Où trouver ces faits, ces qualités des êtres, qui auront le triple caractère d’être les plus universels, les plus rigoureusement vérifiables, les plus directement et les plus facilement modifiables ?

Ce seront évidemment les plus simples et les plus constants des éléments de la réalité. Les propriétés de l’étendue et du mouvement sont les seules qui répondent aux conditions énumérées. Un corps cesse d’être coloré, sapide, sonore, odorant, chaud ou froid, dur ou mou pour l’aveuglé, le sourd, l’homme paralysé, à des degrés différents. Mais il paraît toujours étendu et en mouvement, parce que le toucher général juge de ces propriétés, et que la disparition complète de ce sens serait la cessation même de la conscience et de la vie. Ce sens est par excellence, comme l’appelait si bien Aristote, le sens universel ; et les qualités qu’il perçoit méritent bien, en un certain sens, le nom de qualités premières, que leur avait donné Descartes. En définitive donc, la science des êtres ne peut satisfaire aux conditions que notre définition lui a imposées, qu’autant qu’elle porte sur les propriétés mécaniques de la réalité.
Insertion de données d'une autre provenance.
//! Forward Euler solver for ODE problems.
//!
//! Steps a model forward with a fixed step size:
//!
//! ```text
//! state_{n+1} = state_n + derivative_n * dt
//! ```
//!
//! Explicit Euler is only conditionally stable. For a lumped thermal mass the
//! step must stay well below `thermal_inertia / total_conductance`, so prefer
//! [`dopri5`](super::dopri5) for production runs.
//!
//! # Example
//!
//! ```ignore
//! use spacetherm_solvers::transient::euler;
//!
//! let solution = euler::solve_unobserved(&model, &problem, initial_input, 60.0, 1_000)?;
//! ```

mod action;
mod event;

pub use action::Action;
pub use event::Event;

use spacetherm_core::{Model, Observer, OdeProblem, Snapshot, StepIntegrable};

use super::{Error, Solution, Status};

/// Integrates an ODE problem for `steps` fixed steps of size `dt`.
///
/// The observer receives an [`Event`] for the initial snapshot and after each
/// step, and may return [`Action::StopEarly`] to end the run.
///
/// # Errors
///
/// Returns an error if the model or problem returns an error at any point.
pub fn solve<M, P, Obs>(
    model: &M,
    problem: &P,
    initial: M::Input,
    dt: P::Delta,
    steps: usize,
    mut observer: Obs,
) -> Result<Solution<M::Input, M::Output>, Error>
where
    M: Model,
    M::Input: Clone,
    M::Output: Clone,
    P: OdeProblem<Input = M::Input, Output = M::Output>,
    P::Delta: Clone,
    Obs: Observer<Event<M::Input, M::Output>, Action>,
{
    let initial_output = model.call(&initial).map_err(Error::model)?;
    let mut current = Snapshot::new(initial, initial_output);

    let mut history = Vec::with_capacity(steps + 1);
    history.push(current.clone());

    let event = Event {
        step: 0,
        snapshot: current.clone(),
    };
    if let Some(Action::StopEarly) = observer.observe(&event) {
        return Ok(Solution {
            status: Status::StoppedByObserver,
            history,
            steps: 0,
        });
    }

    for step in 1..=steps {
        let state = problem.state(&current.input).map_err(Error::problem)?;
        let derivative = problem
            .derivative(&current.input, &current.output)
            .map_err(Error::problem)?;

        let next_state = state.step(derivative, dt.clone());
        let next_input = problem
            .build_input(&current.input, &next_state, &dt)
            .map_err(Error::problem)?;
        let next_output = model.call(&next_input).map_err(Error::model)?;

        current = Snapshot::new(next_input, next_output);
        history.push(current.clone());

        let event = Event {
            step,
            snapshot: current.clone(),
        };
        if let Some(Action::StopEarly) = observer.observe(&event) {
            return Ok(Solution {
                status: Status::StoppedByObserver,
                history,
                steps: step,
            });
        }
    }

    Ok(Solution {
        status: Status::Complete,
        history,
        steps,
    })
}

/// Integrates an ODE problem using forward Euler without observation.
///
/// # Errors
///
/// Returns an error if the model or problem returns an error at any point.
pub fn solve_unobserved<M, P>(
    model: &M,
    problem: &P,
    initial: M::Input,
    dt: P::Delta,
    steps: usize,
) -> Result<Solution<M::Input, M::Output>, Error>
where
    M: Model,
    M::Input: Clone,
    M::Output: Clone,
    P: OdeProblem<Input = M::Input, Output = M::Output>,
    P::Delta: Clone,
{
    solve(model, problem, initial, dt, steps, ())
}
//! Core traits for integrating lumped-parameter thermal models.
//!
//! This crate defines the seams shared by the thermal network, the
//! integrators, and the observers:
//!
//! - [`Model`]: maps a typed input to a typed output (for a thermal network,
//!   temperatures in and heat-flow rates out)
//! - [`Snapshot`]: a captured input/output pair from a model call
//! - [`Observer`]: receives solver events and optionally returns control actions
//! - [`OdeProblem`]: adapts a model's input and output to an integrable state
//!   and its derivative
//! - [`StepIntegrable`], [`LinearCombination`], [`ErrorNorm`]: the algebra
//!   integrators need from a state and its derivative

mod model;
mod observer;
mod problem;
mod step;

pub use model::{Model, Snapshot};
pub use observer::Observer;
pub use problem::OdeProblem;
pub use step::{DerivativeOf, ErrorNorm, LinearCombination, StepIntegrable};
use crate::{
    environment::Environment,
    flags::CaseFlags,
    heat_transfer::{background_flux, conduction_flux, louvered_incident_flux},
    network::Network,
    state::{ACCUMULATOR_COUNT, PowerChannel, StateError, ThermalRate, ThermalState},
};

/// Evaluates the time derivative of a thermal state.
///
/// Writes the state's temperatures into `network`, then sums for every
/// component its innate power, heater output (when `electric_heaters` is
/// set), absorbed sunlight (louvered when `louvers` is set), background
/// exchange, conduction from every other component, and pumped transport.
/// Each heating rate is that net power divided by the component's thermal
/// inertia. The accumulator rates are the network-wide innate, heater,
/// incoming, and background powers.
///
/// `time` does not enter the physics. The function can be called in any
/// order, including repeatedly at the same or an earlier time, and does not
/// fail for any finite temperatures.
///
/// # Errors
///
/// Returns [`StateError::LengthMismatch`] if the state does not hold exactly
/// one temperature per component plus the accumulators.
///
/// # Panics
///
/// Panics if the network does not report back the temperatures just written
/// into it.
pub fn thermal_derivative(
    _time: f64,
    state: &ThermalState,
    network: &mut Network,
    environment: &Environment,
    flags: &CaseFlags,
) -> Result<ThermalRate, StateError> {
    let n = network.len();
    if state.len() != n + ACCUMULATOR_COUNT {
        return Err(StateError::LengthMismatch {
            expected: n + ACCUMULATOR_COUNT,
            actual: state.len(),
        });
    }

    let temperatures = state.temperatures();
    network.sync_temperatures(temperatures);
    assert!(
        network
            .temperatures()
            .zip(temperatures)
            .all(|(stored, &given)| stored.to_bits() == given.to_bits()),
        "network temperatures diverged from the state they were written from"
    );

    let components = network.components();
    let mut powers = [0.0; ACCUMULATOR_COUNT];
    let mut rates = Vec::with_capacity(n);

    for (i, component) in components.iter().enumerate() {
        let mut flux = component.innate_power();
        powers[PowerChannel::Innate.index()] += component.innate_power();

        if flags.electric_heaters {
            let heat = component.heater().output(component.temperature());
            flux += heat;
            powers[PowerChannel::Heater.index()] += heat;
        }

        let incoming = louvered_incident_flux(component, environment, flags.louvers);
        let background = background_flux(component, environment);
        flux += incoming + background;
        powers[PowerChannel::Incoming.index()] += incoming;
        powers[PowerChannel::Rejected.index()] += background;

        for (j, other) in components.iter().enumerate() {
            flux += conduction_flux(other, component, network.link(i, j));
            flux += network.transport(i, j);
        }

        rates.push(flux / component.thermal_inertia());
    }

    Ok(ThermalRate::new(rates, powers))
}

#[cfg(test)]
mod tests {
    use super::*;

    use approx::assert_relative_eq;
    use uom::si::{
        area::square_meter,
        f64::{
            Area, HeatFluxDensity, Mass, Power, SpecificHeatCapacity, ThermalConductance,
            ThermodynamicTemperature,
        },
        heat_flux_density::watt_per_square_meter,
        mass::kilogram,
        power::watt,
        specific_heat_capacity::joule_per_kilogram_kelvin,
        thermal_conductance::watt_per_kelvin,
        thermodynamic_temperature::kelvin,
    };

    use crate::{
        component::{Component, ComponentConfig, Heater},
        heat_transfer::{STEFAN_BOLTZMANN, incident_flux},
        link::ThermalLink,
        network::NetworkBuilder,
    };

    fn k(value: f64) -> ThermodynamicTemperature {
        ThermodynamicTemperature::new::<kelvin>(value)
    }

    fn w(value: f64) -> Power {
        Power::new::<watt>(value)
    }

    fn g(value: f64) -> ThermalConductance {
        ThermalConductance::new::<watt_per_kelvin>(value)
    }

    /// 50 kg of aluminium with no radiative area, heaters, or generation.
    fn inert(name: &str, temperature: f64) -> ComponentConfig {
        ComponentConfig {
            name: name.into(),
            mass: Mass::new::<kilogram>(50.0),
            specific_heat_capacity: SpecificHeatCapacity::new::<joule_per_kilogram_kelvin>(890.0),
            radiative_area: Area::new::<square_meter>(0.0),
            emissivity: 0.0,
            temperature: k(temperature),
            illumination_factor: 0.0,
            innate_power: w(0.0),
            heater: Heater::NONE,
        }
    }

    fn dark() -> Environment {
        Environment::new("Dark", HeatFluxDensity::new::<watt_per_square_meter>(0.0), k(2.7))
            .unwrap()
    }

    fn sunlit() -> Environment {
        Environment::new(
            "Earth",
            HeatFluxDensity::new::<watt_per_square_meter>(1400.0),
            k(2.7),
        )
        .unwrap()
    }

    fn two_body() -> Network {
        let mut builder = NetworkBuilder::new();
        let a = builder.add_component(Component::new(inert("A", 300.0)).unwrap());
        let b = builder.add_component(Component::new(inert("B", 250.0)).unwrap());
        builder.link(a, b, ThermalLink::plain(g(20.0)).unwrap());
        builder.build().unwrap()
    }

    #[test]
    fn two_body_conduction_matches_hand_calculation() {
        let mut network = two_body();
        let state = network.initial_state();

        let rate =
            thermal_derivative(0.0, &state, &mut network, &dark(), &CaseFlags::NONE).unwrap();

        let expected = 20.0 * (250.0 - 300.0) / (50.0 * 890.0);
        assert_relative_eq!(rate.temperature_rates()[0], expected);
        assert_relative_eq!(rate.temperature_rates()[1], -expected);
        for channel in PowerChannel::ALL {
            assert_eq!(rate.power(channel), 0.0);
        }
    }

    #[test]
    fn plain_conduction_conserves_energy() {
        let mut builder = NetworkBuilder::new();
        let ids: Vec<_> = [310.0, 250.0, 180.0, 400.0]
            .into_iter()
            .enumerate()
            .map(|(i, t)| builder.add_component(Component::new(inert(&i.to_string(), t)).unwrap()))
            .collect();
        builder
            .link(ids[0], ids[1], ThermalLink::plain(g(20.0)).unwrap())
            .link(ids[1], ids[2], ThermalLink::plain(g(5.0)).unwrap())
            .link(ids[0], ids[3], ThermalLink::plain(g(12.5)).unwrap());
        let mut network = builder.build().unwrap();
        let state = network.initial_state();

        let rate =
            thermal_derivative(0.0, &state, &mut network, &dark(), &CaseFlags::NONE).unwrap();

        let net_power: f64 = rate
            .temperature_rates()
            .iter()
            .zip(network.thermal_inertias())
            .map(|(dt, c)| dt * c)
            .sum();
        assert_relative_eq!(net_power, 0.0, epsilon = 1e-9);
    }

    #[test]
    fn writes_state_temperatures_into_network() {
        let mut network = two_body();
        let state = ThermalState::from_values(vec![280.0, 270.0, 1.0, 2.0, 3.0, 4.0]).unwrap();

        let rate =
            thermal_derivative(5.0, &state, &mut network, &dark(), &CaseFlags::NONE).unwrap();

        assert_eq!(network.temperatures().collect::<Vec<_>>(), vec![280.0, 270.0]);
        assert_relative_eq!(rate.temperature_rates()[0], 20.0 * -10.0 / (50.0 * 890.0));
    }

    #[test]
    fn identical_inputs_give_identical_outputs() {
        let mut network = two_body();
        let env = sunlit();
        let flags = CaseFlags {
            electric_heaters: true,
            louvers: true,
            ..CaseFlags::NONE
        };
        let state = ThermalState::from_values(vec![290.0, 260.0, 0.0, 0.0, 0.0, 0.0]).unwrap();
        let other = ThermalState::from_values(vec![100.0, 500.0, 0.0, 0.0, 0.0, 0.0]).unwrap();

        let first = thermal_derivative(0.0, &state, &mut network, &env, &flags).unwrap();
        // Disturb the stored temperatures, then evaluate at an earlier time.
        thermal_derivative(10.0, &other, &mut network, &env, &flags).unwrap();
        let second = thermal_derivative(-3.0, &state, &mut network, &env, &flags).unwrap();

        assert_eq!(first, second);
    }

    #[test]
    fn heater_adds_power_only_below_set_point() {
        let heater = Heater::new(w(100.0), k(293.0)).unwrap();
        let mut builder = NetworkBuilder::new();
        builder.add_component(
            Component::new(ComponentConfig {
                heater,
                ..inert("Tank", 280.0)
            })
            .unwrap(),
        );
        let mut network = builder.build().unwrap();
        let heaters_on = CaseFlags {
            electric_heaters: true,
            ..CaseFlags::NONE
        };

        let cold = ThermalState::from_temperatures([280.0]);
        let rate = thermal_derivative(0.0, &cold, &mut network, &dark(), &heaters_on).unwrap();
        assert_eq!(rate.power(PowerChannel::Heater), 100.0);
        assert_relative_eq!(rate.temperature_rates()[0], 100.0 / (50.0 * 890.0));

        let at_set_point = ThermalState::from_temperatures([293.0]);
        let rate =
            thermal_derivative(0.0, &at_set_point, &mut network, &dark(), &heaters_on).unwrap();
        assert_eq!(rate.power(PowerChannel::Heater), 0.0);

        let rate =
            thermal_derivative(0.0, &cold, &mut network, &dark(), &CaseFlags::NONE).unwrap();
        assert_eq!(rate.power(PowerChannel::Heater), 0.0);
    }

    #[test]
    fn louvers_cut_incident_but_not_background() {
        let config = ComponentConfig {
            radiative_area: Area::new::<square_meter>(5.0),
            emissivity: 0.9,
            illumination_factor: 0.5,
            heater: Heater::new(w(0.0), k(273.0)).unwrap(),
            ..inert("Panel", 300.0)
        };
        let panel = Component::new(config.clone()).unwrap();
        let mut builder = NetworkBuilder::new();
        builder.add_component(Component::new(config).unwrap());
        let mut network = builder.build().unwrap();
        let env = sunlit();
        let state = network.initial_state();
        let louvered = CaseFlags {
            louvers: true,
            ..CaseFlags::NONE
        };

        let open = thermal_derivative(0.0, &state, &mut network, &env, &CaseFlags::NONE).unwrap();
        let closed = thermal_derivative(0.0, &state, &mut network, &env, &louvered).unwrap();

        let full = incident_flux(&panel, &env);
        assert_relative_eq!(open.power(PowerChannel::Incoming), full);
        assert_relative_eq!(closed.power(PowerChannel::Incoming), full / 10.0);
        assert_eq!(
            open.power(PowerChannel::Rejected),
            closed.power(PowerChannel::Rejected)
        );
        assert_relative_eq!(
            closed.power(PowerChannel::Rejected),
            STEFAN_BOLTZMANN * 5.0 * 0.9 * (2.7_f64.powi(4) - 300.0_f64.powi(4))
        );
    }

    #[test]
    fn innate_power_and_transport_enter_the_balance() {
        let mut builder = NetworkBuilder::new();
        let radiator = builder.add_component(Component::new(inert("Radiator", 250.0)).unwrap());
        let sample_box = builder.add_component(
            Component::new(ComponentConfig {
                innate_power: w(10.0),
                ..inert("Box", 180.0)
            })
            .unwrap(),
        );
        builder.pump(sample_box, radiator, w(100.0));
        let mut network = builder.build().unwrap();
        let state = network.initial_state();

        let rate =
            thermal_derivative(0.0, &state, &mut network, &dark(), &CaseFlags::NONE).unwrap();

        let inertia = 50.0 * 890.0;
        assert_relative_eq!(rate.temperature_rates()[0], 100.0 / inertia);
        assert_relative_eq!(rate.temperature_rates()[1], (10.0 - 100.0) / inertia);
        assert_eq!(rate.power(PowerChannel::Innate), 10.0);
    }

    #[test]
    fn rejects_state_of_wrong_length() {
        let mut network = two_body();
        let state = ThermalState::from_temperatures([300.0]);

        let err = thermal_derivative(0.0, &state, &mut network, &dark(), &CaseFlags::NONE)
            .unwrap_err();

        assert_eq!(
            err,
            StateError::LengthMismatch {
                expected: 6,
                actual: 5
            }
        );
    }
}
Pour mesurer le mouvement, il faut qu’il change dans sa direction, mais non dans sa quantité : car, si tout change en lui, rien ne peut se mesurer, et l’on manque d’un élément d’unité et d’ordre. Nous sommes forcés d’admettre, dans l’espace que remplit le mouvement, un principe indestructible et immuable : ce principe, c’est la matière. Comme la direction générale du mouvement paraît se ramener aux deux formes essentielles de l’attraction et de la répulsion, nous imaginerons partout juxtaposés dans l’espace des centres de forces indestructibles ; et, pour nous les représenter, des atomes, c’es-t-àdire du plein et du vide. Les mouvements de la matière ainsi conçue devront être, à leur tour, régis par la loi de la causalité : c’est-à-dire qu’ils se produiront suivant des règles immuables, uniquement destinées à maintenir l’unité essentielle du mouvement, sous la multiplicité changeante de ses directions.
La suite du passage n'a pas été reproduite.